Cinnamon Raisin Bread: At a Glance

✔️Skill Level: Intermediate
✔️Skills: Mixing Bread Dough, Kneading, Proofing, and Baking
✔️Type: Loaf Bread with a Swirl
✔️Number of Ingredients: 9
✔️Prep Time: 30 minutes
✔️Rise Time: 3 hours
✔️Cook Time: 45 minutes
✔️Yield: 1 loaf yielding approximately 16 slices

Jump Straight to the Recipe

Why This Recipe Works

If you are not interested in the why, you can skip straight to the recipe.

This dough is relatively lean in that it doesn’t contain eggs and has just 5 Tablespoons of butter in it. Even so, it browns well thanks to a bit of sugar as well as the milk sugars from the whole milk.

Not only does milk assist in browning, it also provides for a more tender crumb and adds sweetness. Could you make this bread with water? Yes. But the bread won’t be as sweet, and it won’t brown as well.

Another thing that is very important to me when it comes to a swirled bread is that the slices stay together.

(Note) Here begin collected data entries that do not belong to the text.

// src/sheet/mod.rs
pub mod headers;
pub mod locate;

use std::io::Cursor;

use calamine::{open_workbook_auto_from_rs, Data, Range, Reader};
use thiserror::Error;

/// Structural problems with a workbook or sheet. Any of these means the
/// document's layout is not the one the pipeline was built for, and the
/// whole document is skipped.
#[derive(Debug, Error)]
pub enum SheetError {
    #[error("failed to open workbook: {0}")]
    Workbook(#[from] calamine::Error),
    #[error("worksheet {name:?} not found")]
    MissingSheet { name: String },
    #[error("header row {index} out of range for a sheet of {height} rows")]
    HeaderRowOutOfRange { index: usize, height: usize },
    #[error("no row whose leading cell contains {keyword:?}")]
    RowNotFound { keyword: String },
}

/// One cell as the engine sees it. Calamine's cell types are collapsed at
/// ingest; text is trimmed and whitespace-only text becomes `Empty`, which is
/// what forward-fill and keyword matching expect from merged-cell layouts.
#[derive(Debug, Clone, PartialEq)]
pub enum Cell {
    Empty,
    Text(String),
    Number(f64),
}

static EMPTY_CELL: Cell = Cell::Empty;

impl Cell {
    fn from_data(data: &Data) -> Self {
        match data {
            Data::Empty | Data::Error(_) => Cell::Empty,
            Data::String(s) => {
                let trimmed = s.trim();
                if trimmed.is_empty() {
                    Cell::Empty
                } else {
                    Cell::Text(trimmed.to_string())
                }
            }
            Data::Float(f) => Cell::Number(*f),
            Data::Int(i) => Cell::Number(*i as f64),
            Data::Bool(b) => Cell::Text(b.to_string()),
            Data::DateTime(dt) => Cell::Number(dt.as_f64()),
            Data::DateTimeIso(s) | Data::DurationIso(s) => Cell::Text(s.trim().to_string()),
        }
    }

    pub fn is_empty(&self) -> bool {
        matches!(self, Cell::Empty)
    }

    /// Text content, for label matching. Numbers are not labels.
    pub fn text(&self) -> Option<&str> {
        match self {
            Cell::Text(s) => Some(s),
            _ => None,
        }
    }

    /// The cell rendered for use inside a composite header label.
    pub fn render(&self) -> Option<String> {
        match self {
            Cell::Empty => None,
            Cell::Text(s) => Some(s.clone()),
            Cell::Number(n) if n.fract() == 0.0 && n.abs() < 1e15 => {
                Some(format!("{}", *n as i64))
            }
            Cell::Number(n) => Some(n.to_string()),
        }
    }

    /// Numeric content. Text cells are parsed after stripping digit-group
    /// spaces (regular and non-breaking) and turning a decimal comma into a
    /// dot, which is how the reports format numbers. Placeholder text such
    /// as "-" simply fails to parse and reads as `None`.
    pub fn to_number(&self) -> Option<f64> {
        match self {
            Cell::Number(n) => Some(*n),
            Cell::Text(s) => {
                let cleaned: String = s
                    .chars()
                    .filter(|c| *c != ' ' && *c != '\u{a0}')
                    .map(|c| if c == ',' { '.' } else { c })
                    .collect();
                cleaned.parse().ok()
            }
            Cell::Empty => None,
        }
    }
}

/// A dense grid over one worksheet, indexed by absolute row/column. Calamine
/// trims its ranges to the used area, so the grid is padded back out to the
/// sheet origin; the fixed header positions the layouts promise then stay
/// valid even when a report starts with blank rows.
#[derive(Debug, Clone)]
pub struct SheetTable {
    name: String,
    rows: Vec<Vec<Cell>>,
}

impl SheetTable {
    pub fn from_range(name: &str, range: &Range<Data>) -> Self {
        let (start_row, start_col) = range
            .start()
            .map(|(r, c)| (r as usize, c as usize))
            .unwrap_or((0, 0));
        let height = start_row + range.height();
        let width = start_col + range.width();
        let mut rows = vec![vec![Cell::Empty; width]; height];
        for (r, cells) in range.rows().enumerate() {
            for (c, data) in cells.iter().enumerate() {
                rows[start_row + r][start_col + c] = Cell::from_data(data);
            }
        }
        SheetTable {
            name: name.to_string(),
            rows,
        }
    }

    /// Build a table straight from cell rows (fixtures, mostly).
    pub fn from_rows(name: &str, rows: Vec<Vec<Cell>>) -> Self {
        SheetTable {
            name: name.to_string(),
            rows,
        }
    }

    pub fn name(&self) -> &str {
        &self.name
    }

    pub fn height(&self) -> usize {
        self.rows.len()
    }

    pub fn width(&self) -> usize {
        self.rows.iter().map(|row| row.len()).max().unwrap_or(0)
    }

    /// Cell at (row, col); anything out of range reads as empty, the same as
    /// a blank cell inside the used area.
    pub fn cell(&self, row: usize, col: usize) -> &Cell {
        self.rows
            .get(row)
            .and_then(|cells| cells.get(col))
            .unwrap_or(&EMPTY_CELL)
    }
}

/// All worksheets of one report, materialized up front.
pub struct Workbook {
    sheets: Vec<SheetTable>,
}

impl Workbook {
    pub fn from_bytes(bytes: &[u8]) -> Result<Self, SheetError> {
        let mut reader = open_workbook_auto_from_rs(Cursor::new(bytes))?;
        let names = reader.sheet_names().to_vec();
        let mut sheets = Vec::with_capacity(names.len());
        for name in names {
            let range = reader.worksheet_range(&name)?;
            sheets.push(SheetTable::from_range(&name, &range));
        }
        Ok(Workbook { sheets })
    }

    pub fn from_sheets(sheets: Vec<SheetTable>) -> Self {
        Workbook { sheets }
    }

    /// Sheet by exact name, for layouts where the name is stable.
    pub fn sheet(&self, name: &str) -> Option<&SheetTable> {
        self.sheets.iter().find(|sheet| sheet.name == name)
    }

    /// First sheet whose name contains `fragment`, case-insensitively.
    /// Editions rename sheets slightly ("Выдано", "выдано за месяц"), so the
    /// total-lending layout matches by fragment.
    pub fn sheet_containing(&self, fragment: &str) -> Option<&SheetTable> {
        let needle = fragment.to_lowercase();
        self.sheets
            .iter()
            .find(|sheet| sheet.name.to_lowercase().contains(&needle))
    }
}

#[cfg(test)]
mod tests {
    use super::*;

    #[test]
    fn text_numbers_are_cleaned_before_parsing() {
        assert_eq!(Cell::Text("1 234,5".into()).to_number(), Some(1234.5));
        assert_eq!(Cell::Text("12\u{a0}500".into()).to_number(), Some(12500.0));
        assert_eq!(Cell::Text("7,25".into()).to_number(), Some(7.25));
        assert_eq!(Cell::Number(42.0).to_number(), Some(42.0));
    }

    #[test]
    fn placeholders_do_not_parse() {
        assert_eq!(Cell::Text("-".into()).to_number(), None);
        assert_eq!(Cell::Text("x".into()).to_number(), None);
        assert_eq!(Cell::Empty.to_number(), None);
    }

    #[test]
    fn render_drops_float_artifacts_from_integers() {
        assert_eq!(Cell::Number(2024.0).render(), Some("2024".into()));
        assert_eq!(Cell::Number(7.5).render(), Some("7.5".into()));
        assert_eq!(Cell::Empty.render(), None);
    }

    #[test]
    fn out_of_range_reads_as_empty() {
        let sheet = SheetTable::from_rows("s", vec![vec![Cell::Text("a".into())]]);
        assert!(sheet.cell(0, 5).is_empty());
        assert!(sheet.cell(9, 0).is_empty());
        assert_eq!(sheet.cell(0, 0).text(), Some("a"));
    }

    #[test]
    fn ragged_fixture_rows_report_the_widest_width() {
        let sheet = SheetTable::from_rows(
            "s",
            vec![vec![], vec![Cell::Empty, Cell::Empty, Cell::Text("x".into())]],
        );
        assert_eq!(sheet.width(), 3);
        assert_eq!(sheet.height(), 2);
    }

    #[test]
    fn ranges_are_padded_back_to_the_sheet_origin() {
        // Used area starting at (4, 1): the grid must still address it
        // at the absolute position.
        let mut range: Range<Data> = Range::new((4, 1), (5, 2));
        range.set_value((4, 1), Data::String("за январь 2024".into()));
        range.set_value((5, 2), Data::Float(10.5));
        let sheet = SheetTable::from_range("Выдано", &range);
        assert_eq!(sheet.height(), 6);
        assert_eq!(sheet.width(), 3);
        assert_eq!(sheet.cell(4, 1).text(), Some("за январь 2024"));
        assert_eq!(sheet.cell(5, 2).to_number(), Some(10.5));
        assert!(sheet.cell(0, 0).is_empty());
    }

    #[test]
    fn sheet_lookup_by_fragment_is_case_insensitive() {
        let workbook = Workbook::from_sheets(vec![
            SheetTable::from_rows("Ставки КВ", vec![]),
            SheetTable::from_rows("Выдано за месяц", vec![]),
        ]);
        assert_eq!(
            workbook.sheet_containing("выдано").map(|s| s.name()),
            Some("Выдано за месяц")
        );
        assert_eq!(
            workbook.sheet_containing("ставк").map(|s| s.name()),
            Some("Ставки КВ")
        );
        assert!(workbook.sheet("Выдано").is_none());
        assert!(workbook.sheet_containing("баланс").is_none());
    }
}
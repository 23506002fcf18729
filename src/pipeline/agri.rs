// src/pipeline/agri.rs
//! Aggregate business lending, agriculture row.
//!
//! The source reports stack three merged-cell header rows over the data:
//! period, borrower category, currency. One row holds the agriculture
//! industry series; each classified column yields one monthly observation.

use tracing::debug;

use super::{ExtractedValue, PipelineSpec};
use crate::fetch::links::LISTING_URLS;
use crate::normalize::period::decode_period;
use crate::normalize::{
    round2, CatalogEntry, Currency, RollupPolicy, TotalBasis, TotalSpec, TypeCatalog,
};
use crate::sheet::{headers, locate, Cell, SheetError, Workbook};
use crate::warehouse::{TableColumns, TableSpec, WriteDiscipline};

const SHEET_NAME: &str = "Выдано";
const PERIOD_ROW: usize = 4;
const CATEGORY_ROW: usize = 5;
const CURRENCY_ROW: usize = 6;
const TARGET_ROW_PHRASE: &str = "сельское";

fn entry(label: &'static str, code: i32, currency: Currency) -> CatalogEntry {
    CatalogEntry {
        label,
        code,
        description: label,
        currency: Some(currency),
    }
}

fn catalog() -> TypeCatalog {
    TypeCatalog::new(
        vec![
            entry(
                "субъектам малого предпринимательства в национальной валюте",
                2,
                Currency::National,
            ),
            entry(
                "субъектам малого предпринимательства в иностранной валюте",
                3,
                Currency::Foreign,
            ),
            entry(
                "субъектам среднего предпринимательства в национальной валюте",
                4,
                Currency::National,
            ),
            entry(
                "субъектам среднего предпринимательства в иностранной валюте",
                5,
                Currency::Foreign,
            ),
            entry(
                "субъектам крупного предпринимательства в национальной валюте",
                6,
                Currency::National,
            ),
            entry(
                "субъектам крупного предпринимательства в иностранной валюте",
                7,
                Currency::Foreign,
            ),
        ],
        Some(TotalSpec {
            code: 1,
            description: "Всего",
            basis: TotalBasis::AllClassified,
        }),
    )
}

pub fn spec() -> PipelineSpec {
    PipelineSpec {
        name: "agri",
        table: TableSpec {
            name: "DWH.D_LENDING_APK_BVU_RK",
            value_column: "AGRICULTURAL_INDUSTRY",
            columns: TableColumns::ValueWithKind,
        },
        listing_urls: LISTING_URLS,
        include_phrase: "Кредиты банковского сектора субъектам предпринимательства",
        exclude_phrases: &[
            "по видам экономической деятельности",
            "по расширенной классификации",
        ],
        catalog: catalog(),
        rollup: Some(RollupPolicy::Unconditional),
        write: WriteDiscipline::Atomic,
        extract,
    }
}

fn extract(workbook: &Workbook, spec: &PipelineSpec) -> Result<Vec<ExtractedValue>, SheetError> {
    let sheet = workbook
        .sheet(SHEET_NAME)
        .ok_or_else(|| SheetError::MissingSheet {
            name: SHEET_NAME.to_string(),
        })?;
    let labels = headers::compose_labels(sheet, &[PERIOD_ROW, CATEGORY_ROW, CURRENCY_ROW])?;
    let target_row =
        locate::find_row(sheet, TARGET_ROW_PHRASE).ok_or_else(|| SheetError::RowNotFound {
            keyword: TARGET_ROW_PHRASE.to_string(),
        })?;

    let mut values = Vec::new();
    for (col, label) in labels.iter().enumerate().skip(1) {
        let Some(label) = label else { continue };
        let Some((period_part, category_part)) = label.split_once('|') else {
            continue;
        };
        let Some(period) = decode_period(period_part) else {
            debug!(column = col, header = %period_part.trim(), "column period not decodable");
            continue;
        };
        let Some(entry) = spec.catalog.classify(category_part) else {
            debug!(column = col, category = %category_part.trim(), "column category not in catalog");
            continue;
        };
        let value = match sheet.cell(target_row, col) {
            // a blank cell in a classified column is zero lending, not a gap
            Cell::Empty => 0.0,
            cell => match cell.to_number() {
                Some(number) => number,
                // dashes are unpublished cells; they yield no record
                None => continue,
            },
        };
        values.push(ExtractedValue {
            type_code: entry.code,
            description: entry.description.to_string(),
            period,
            value: round2(value),
            rate: None,
        });
    }
    Ok(values)
}
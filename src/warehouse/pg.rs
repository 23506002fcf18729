// src/warehouse/pg.rs
//! Postgres-protocol warehouse client.

use anyhow::{Context, Result};
use async_trait::async_trait;
use sqlx::postgres::{PgArguments, PgPoolOptions};
use sqlx::query::Query;
use sqlx::{PgPool, Postgres};
use tracing::{error, info};

use super::{InsertOutcome, TableColumns, TableSpec, Warehouse, WriteDiscipline};
use crate::config::WarehouseSettings;
use crate::normalize::CanonicalRecord;

pub struct PgWarehouse {
    pool: PgPool,
}

impl PgWarehouse {
    /// Connect a small pool. The engine is strictly sequential, so two
    /// connections cover the occasional reconnect without holding more.
    pub async fn connect(settings: &WarehouseSettings) -> Result<Self> {
        let pool = PgPoolOptions::new()
            .max_connections(2)
            .connect(&settings.connect_url())
            .await
            .with_context(|| {
                format!(
                    "connecting to warehouse at {}:{}",
                    settings.host, settings.port
                )
            })?;
        Ok(PgWarehouse { pool })
    }
}

/// Bind one record in the order `TableSpec::insert_sql` lays its columns out.
fn bind_record<'q>(
    sql: &'q str,
    table: &TableSpec,
    record: &'q CanonicalRecord,
) -> Query<'q, Postgres, PgArguments> {
    let query = sqlx::query(sql)
        .bind(record.load_date)
        .bind(record.package_id)
        .bind(record.type_code)
        .bind(&record.type_description);
    match table.columns {
        TableColumns::ValueWithKind => query
            .bind(record.value)
            .bind(record.period)
            .bind(record.period_kind.as_str()),
        TableColumns::IssuedWithRate => query
            .bind(record.value)
            .bind(record.rate)
            .bind(record.period),
    }
}

#[async_trait]
impl Warehouse for PgWarehouse {
    async fn current_max_package_id(&self, table: &TableSpec) -> Result<i64> {
        let sql = format!(
            "SELECT COALESCE(MAX(PACKAGE_ID), 0)::BIGINT FROM {}",
            table.name
        );
        let max: i64 = sqlx::query_scalar(&sql)
            .fetch_one(&self.pool)
            .await
            .with_context(|| format!("reading max package id from {}", table.name))?;
        Ok(max)
    }

    async fn insert_records(
        &self,
        table: &TableSpec,
        discipline: WriteDiscipline,
        records: &[CanonicalRecord],
    ) -> Result<InsertOutcome> {
        let sql = table.insert_sql();
        match discipline {
            WriteDiscipline::Atomic => {
                let mut tx = self.pool.begin().await.context("opening transaction")?;
                for record in records {
                    bind_record(&sql, table, record)
                        .execute(&mut *tx)
                        .await
                        .with_context(|| {
                            format!(
                                "inserting type {} for {} into {}",
                                record.type_code, record.period, table.name
                            )
                        })?;
                }
                tx.commit().await.context("committing batch")?;
                info!(table = table.name, rows = records.len(), "batch committed");
                Ok(InsertOutcome {
                    inserted: records.len(),
                    failed: 0,
                })
            }
            WriteDiscipline::PerRecord => {
                let mut outcome = InsertOutcome::default();
                for record in records {
                    match bind_record(&sql, table, record).execute(&self.pool).await {
                        Ok(_) => outcome.inserted += 1,
                        Err(err) => {
                            error!(
                                table = table.name,
                                type_code = record.type_code,
                                period = %record.period,
                                error = %err,
                                "insert failed; continuing"
                            );
                            outcome.failed += 1;
                        }
                    }
                }
                info!(
                    table = table.name,
                    inserted = outcome.inserted,
                    failed = outcome.failed,
                    "per-record load finished"
                );
                Ok(outcome)
            }
        }
    }
}
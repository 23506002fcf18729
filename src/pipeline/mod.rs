// src/pipeline/mod.rs
//! The one engine all pipelines run through.
//!
//! A pipeline is configuration: the discovery phrases, the type catalog, the
//! rollup and write policies, the target table and an extraction function
//! assembled from the sheet and normalize components. The engine drives
//! discovery, retrieval, extraction, batch normalization and the load, and
//! contains no pipeline-specific literals of its own.

pub mod agri;
pub mod industries;
pub mod total;

use anyhow::{bail, Context, Result};
use chrono::{Local, NaiveDate, NaiveDateTime};
use reqwest::Client;
use tracing::{error, info, warn};

use crate::config::Settings;
use crate::fetch::{self, links::ReportLink};
use crate::normalize::{
    classify::synthesize_totals, collapse_duplicates, rollup::yearly_rollups, CanonicalRecord,
    PeriodKind, RollupPolicy, TypeCatalog,
};
use crate::sheet::{SheetError, Workbook};
use crate::warehouse::{TableSpec, Warehouse, WriteDiscipline};

/// One extracted monthly observation, before batch stamping.
#[derive(Debug, Clone, PartialEq)]
pub struct ExtractedValue {
    pub type_code: i32,
    pub description: String,
    pub period: NaiveDate,
    pub value: f64,
    pub rate: Option<f64>,
}

/// Extraction half of a pipeline: workbook in, monthly observations out.
/// Structural problems are `SheetError`s and skip the whole document;
/// individual undecodable observations are simply absent from the result.
pub type Extractor = fn(&Workbook, &PipelineSpec) -> Result<Vec<ExtractedValue>, SheetError>;

/// Everything that distinguishes one pipeline from another.
pub struct PipelineSpec {
    pub name: &'static str,
    pub table: TableSpec,
    pub listing_urls: &'static [&'static str],
    /// Anchor text must contain this phrase...
    pub include_phrase: &'static str,
    /// ...and none of these.
    pub exclude_phrases: &'static [&'static str],
    pub catalog: TypeCatalog,
    /// `None` for layouts whose table has no period-kind column.
    pub rollup: Option<RollupPolicy>,
    pub write: WriteDiscipline,
    pub extract: Extractor,
}

/// Counters reported when a run finishes.
#[derive(Debug, Default, Clone, Copy)]
pub struct RunSummary {
    pub package_id: i64,
    pub documents: usize,
    pub skipped_documents: usize,
    pub records: usize,
    pub inserted: usize,
    pub failed: usize,
}

/// Run one pipeline end-to-end. With `dry_run` the engine stops short of the
/// warehouse insert and prints the final records as JSON lines instead.
pub async fn run<W: Warehouse + Sync>(
    spec: &PipelineSpec,
    settings: &Settings,
    client: &Client,
    warehouse: &W,
    dry_run: bool,
) -> Result<RunSummary> {
    // ─── 1) version the batch ────────────────────────────────────────
    let package_id = warehouse.next_package_id(&spec.table).await?;
    let load_date = Local::now().naive_local();
    info!(pipeline = spec.name, package_id, "starting run");

    // ─── 2) discover candidate documents ─────────────────────────────
    let links = fetch::links::discover_report_links(
        client,
        spec.listing_urls,
        spec.include_phrase,
        spec.exclude_phrases,
    )
    .await?;
    if links.is_empty() {
        warn!(pipeline = spec.name, "no report links matched the phrases");
    }

    // ─── 3) fetch and extract, one document at a time ────────────────
    let mut monthly: Vec<CanonicalRecord> = Vec::new();
    let mut summary = RunSummary {
        package_id,
        ..RunSummary::default()
    };
    for link in &links {
        match process_document(spec, settings, client, link, load_date, package_id).await {
            Ok(mut records) => {
                summary.documents += 1;
                info!(title = %link.title, records = records.len(), "document extracted");
                monthly.append(&mut records);
            }
            Err(err) => {
                summary.skipped_documents += 1;
                error!(title = %link.title, url = %link.url, error = %err, "skipping document");
            }
        }
    }

    // ─── 4) normalize and load ───────────────────────────────────────
    load_batch(spec, warehouse, dry_run, monthly, summary).await
}

async fn process_document(
    spec: &PipelineSpec,
    settings: &Settings,
    client: &Client,
    link: &ReportLink,
    load_date: NaiveDateTime,
    package_id: i64,
) -> Result<Vec<CanonicalRecord>> {
    let document = fetch::documents::fetch_document(client, link, &settings.download_dir).await?;
    let workbook = Workbook::from_bytes(&document.bytes)
        .with_context(|| format!("parsing workbook from {}", document.url))?;
    let extracted = (spec.extract)(&workbook, spec)
        .with_context(|| format!("extracting values from {:?}", document.title))?;
    Ok(stamp_records(extracted, load_date, package_id))
}

/// Stamp extracted observations with the batch identity.
fn stamp_records(
    extracted: Vec<ExtractedValue>,
    load_date: NaiveDateTime,
    package_id: i64,
) -> Vec<CanonicalRecord> {
    extracted
        .into_iter()
        .map(|value| CanonicalRecord {
            load_date,
            package_id,
            type_code: value.type_code,
            type_description: value.description,
            value: value.value,
            rate: value.rate,
            period: value.period,
            period_kind: PeriodKind::Month,
        })
        .collect()
}

/// Dedup, synthetic totals, rollups, final dedup. Monthly duplicates are
/// collapsed before anything is summed, so overlapping source documents
/// cannot inflate a total or a yearly value.
fn finalize_batch(spec: &PipelineSpec, monthly: Vec<CanonicalRecord>) -> Vec<CanonicalRecord> {
    let mut records = collapse_duplicates(monthly);
    if let Some(total) = spec.catalog.total() {
        let totals = synthesize_totals(&records, total);
        records.extend(totals);
    }
    if let Some(policy) = spec.rollup {
        let yearly = yearly_rollups(&records, policy);
        records.extend(yearly);
    }
    collapse_duplicates(records)
}

/// Finish a run from collected monthly records. An empty batch is fatal
/// before anything touches the warehouse: a run that found nothing is a
/// broken run, not an empty month.
async fn load_batch<W: Warehouse + Sync>(
    spec: &PipelineSpec,
    warehouse: &W,
    dry_run: bool,
    monthly: Vec<CanonicalRecord>,
    mut summary: RunSummary,
) -> Result<RunSummary> {
    if monthly.is_empty() {
        bail!(
            "pipeline {} produced no records from {} documents; nothing will be written",
            spec.name,
            summary.documents
        );
    }

    let records = finalize_batch(spec, monthly);
    summary.records = records.len();

    if dry_run {
        for record in &records {
            println!("{}", serde_json::to_string(record)?);
        }
        info!(
            pipeline = spec.name,
            records = records.len(),
            "dry run; warehouse untouched"
        );
        return Ok(summary);
    }

    let outcome = warehouse
        .insert_records(&spec.table, spec.write, &records)
        .await
        .with_context(|| format!("loading {} records into {}", records.len(), spec.table.name))?;
    summary.inserted = outcome.inserted;
    summary.failed = outcome.failed;
    info!(
        pipeline = spec.name,
        package_id = summary.package_id,
        records = summary.records,
        inserted = summary.inserted,
        failed = summary.failed,
        "run finished"
    );
    Ok(summary)
}
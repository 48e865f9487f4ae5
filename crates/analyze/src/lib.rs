//! ISL semantic analyzer -- contract defect detection over a parsed domain.
//!
//! Four passes run over an immutable [`Domain`]:
//!
//! - `redundant-conditions`: tautologies, duplicates, subsumed bounds and
//!   redundant boolean comparisons
//! - `consistency-checker`: contradictory or always-false preconditions and
//!   malformed security/temporal requirements
//! - `unused-symbols`: inputs and struct outputs no clause references
//! - `cyclic-dependencies`: entity, behavior and type cycles plus deep
//!   entity nesting
//!
//! Reasoning is purely syntactic and bounded: no solver, no evaluation.
//! Passes never fail on partial input; unresolvable shapes simply yield no
//! diagnostic. [`analyze()`] runs the default set and returns an
//! [`AnalysisReport`] whose diagnostics are sorted by position.

pub mod constraint;
pub mod consistency;
pub mod dependency;
pub mod error;
pub mod pass;
pub mod redundancy;
pub mod report;

use isl_core::Domain;

pub use consistency::{referenced_paths, ConsistencyPass, UnusedSymbolsPass, CONTEXT_INPUTS};
pub use constraint::{
    are_disjoint, extract_constraint, extract_constraints, implies, normalize_expression,
    Constraint, ConstraintOp, ConstraintValue,
};
pub use dependency::CyclicDependencyPass;
pub use error::AnalyzeError;
pub use pass::{
    AnalysisPass, AnalyzerOptions, PassContext, PassInfo, PassRegistry, DEFAULT_MAX_NESTING_DEPTH,
};
pub use redundancy::RedundantConditionsPass;
pub use report::{AnalysisReport, Summary};

/// Run every default pass on `domain`.
///
/// `file_path` names the source in diagnostic locations and is substituted
/// wherever a node has no span.
pub fn analyze(domain: &Domain, file_path: &str) -> AnalysisReport {
    // Default options name no passes, so selection cannot fail.
    analyze_with(domain, file_path, &AnalyzerOptions::default())
        .unwrap_or_else(|_| AnalysisReport::from_run(file_path, &domain.name, Vec::new(), Vec::new()))
}

/// Run the passes selected by `options`.
pub fn analyze_with(
    domain: &Domain,
    file_path: &str,
    options: &AnalyzerOptions,
) -> Result<AnalysisReport, AnalyzeError> {
    let registry = PassRegistry::with_defaults(options);
    let ctx = PassContext::new(domain, file_path);

    let _span = tracing::info_span!("analyze", file = file_path, domain = %domain.name).entered();
    let (passes_run, diagnostics) = registry.run(&ctx, options)?;
    let report = AnalysisReport::from_run(file_path, &domain.name, passes_run, diagnostics);
    tracing::info!(
        errors = report.summary.errors,
        warnings = report.summary.warnings,
        hints = report.summary.hints,
        "analysis complete"
    );
    Ok(report)
}

/// Run exactly the named passes.
///
/// Valid pass ids: "redundant-conditions", "consistency-checker",
/// "unused-symbols", "cyclic-dependencies".
pub fn analyze_selected(
    domain: &Domain,
    file_path: &str,
    passes: &[&str],
) -> Result<AnalysisReport, AnalyzeError> {
    let options = AnalyzerOptions {
        only: Some(passes.iter().map(|p| p.to_string()).collect()),
        ..Default::default()
    };
    analyze_with(domain, file_path, &options)
}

Even sliced relatively thinly, all the coils of dough stay put in a cohesive slice rather than gapping and pulling away from each other.

There’s not much more depressing than wanting to use cinnamon raisin bread to make a sandwich and not have any slices stay intact enough to make a sandwich.

Why does this often happen, though? I shall tell you.

Don’t Use Butter in Your Swirl

A close-up of a slice of raisin bread showing a gorgeous swirl of cinnamon sugar spiraling around several times.

That’s the whole answer.

Butter is mostly fat, and fat is a lubricant. Things don’t stick to it.

So guess what else doesn’t stick to it? Bread dough. That’s what.

If you have struggled with your swirled bread gapping or delaminating, butter in the swirl is the likely culprit.

Unlike with cinnamon rolls, which have concentric swirls running perpendicular to the baking pan and are made to be pulled apart in layers to eat (just me?), a swirled bread has swirls that run parallel to the pan. Then, slices are cut through them.

If the swirls aren’t tightly bound to begin with, gapping can and will occur, and it’s no fun at all.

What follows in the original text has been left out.